Sound of the Underground, by Girls Aloud (their 1st of four #1s)
4 weeks, 22nd December 2002 – 19th January 2003
The Christmas #1 for 2002, by the winning girl group from ‘Popstars – The Rivals’, is the best talent show #1 so far by miles, and miles. It may be the best ever, because it remains a brilliantly fresh pop record, and the descending guitar lick that takes us to the chorus still sounds thrilling.
Guitars? In a pop record? By a girl group? In 2025, in a world with Olivia Rodrigo and Billie Eilish, that sounds perfectly believable. But that’s because acts like Girls Aloud made it so, by blurring the lines between pop and rock, cool and uncool, indie and manufactured. When I was going to indie nights at the student union a couple of years after this had been at number one, you were just as likely to hear Girls Aloud as you were the Arctic Monkeys. And hey, naming your manufactured TV pop group’s debut single ‘Sound of the Underground’ is a pretty ballsy move.
Speaking of the guitars, with this coming a few weeks after Las Ketchup, is it too soon to claim an early noughties surf rock revival? I can think of at least one more upcoming, classic #1 that will also feature them. It has to be said, if you had ‘Sound of the Underground’ described to you before ever hearing it – a TV singing contest girl group, surf guitars, drum ‘n’ bass beat – you’d be forgiven for expecting a car crash.
This, and Sugababes’ two chart-toppers from earlier in the year, set pop music on its way for the rest of the decade. Girls Aloud were the Spice Girls – fun, playful, gobby – to Sugababes’ All Saints – cooler, more attitude, looked like they could handle themselves in a fight. But they needed one another to bounce off; I don’t remember it ever being painted in the press as a rivalry. And of course, the two groups would eventually release a chart-topping duet.
We should take a moment to remember One True Voice, the boyband ‘rivals’ of Girls Aloud.
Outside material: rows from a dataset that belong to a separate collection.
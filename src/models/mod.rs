//! Data models and types for the application.
//!
//! Contains domain types for:
//! - [`TranscriptEntry`], [`EntryKind`] - Console transcript lines
//! - [`Lesson`] - Shell Chamber lessons

mod lesson;
mod transcript;

pub use lesson::Lesson;
pub use transcript::{EntryKind, TranscriptEntry};
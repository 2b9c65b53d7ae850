mod app;
mod components;
mod config;
mod core;
mod models;
mod utils;

use app::App;
use leptos::logging::warn;
use leptos::prelude::*;
use wasm_bindgen::JsCast;

fn main() {
    console_error_panic_hook::set_once();

    match document().get_element_by_id("app") {
        Some(root) => mount_to(root.unchecked_into::<web_sys::HtmlElement>(), App).forget(),
        None => {
            warn!("#app element not found, mounting on <body>");
            mount_to_body(App);
        }
    }
}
The premise of ‘Popstars – The Rivals’ was that the two groups would release their debut singles the week before Christmas, and the winner would get the festive #1. (Though it would have been hilarious if neither had…) In the end, Girls Aloud sold 213,000 copies that week, almost 70,000 more than One True Voice’s single ‘Sacred Trust’, a rather more predictable, disco-lite ballad (which I’m listening to now for the first time in twenty-three years, and actually quite enjoying…)
One True Voice lasted for exactly one more single, which limped to #10. Girls Aloud, meanwhile, did a little better… We needn’t have worried that they might peak with their debut for, as good as ‘Sound of the Underground’ is, they have at least five better singles in their arsenal. This was the first of twenty consecutive Top 10 hits, right through to 2009. Sadly not enough of them made number one, but when I do my Girls Aloud – Best of the Rest post it will be wall-to-wall bangers.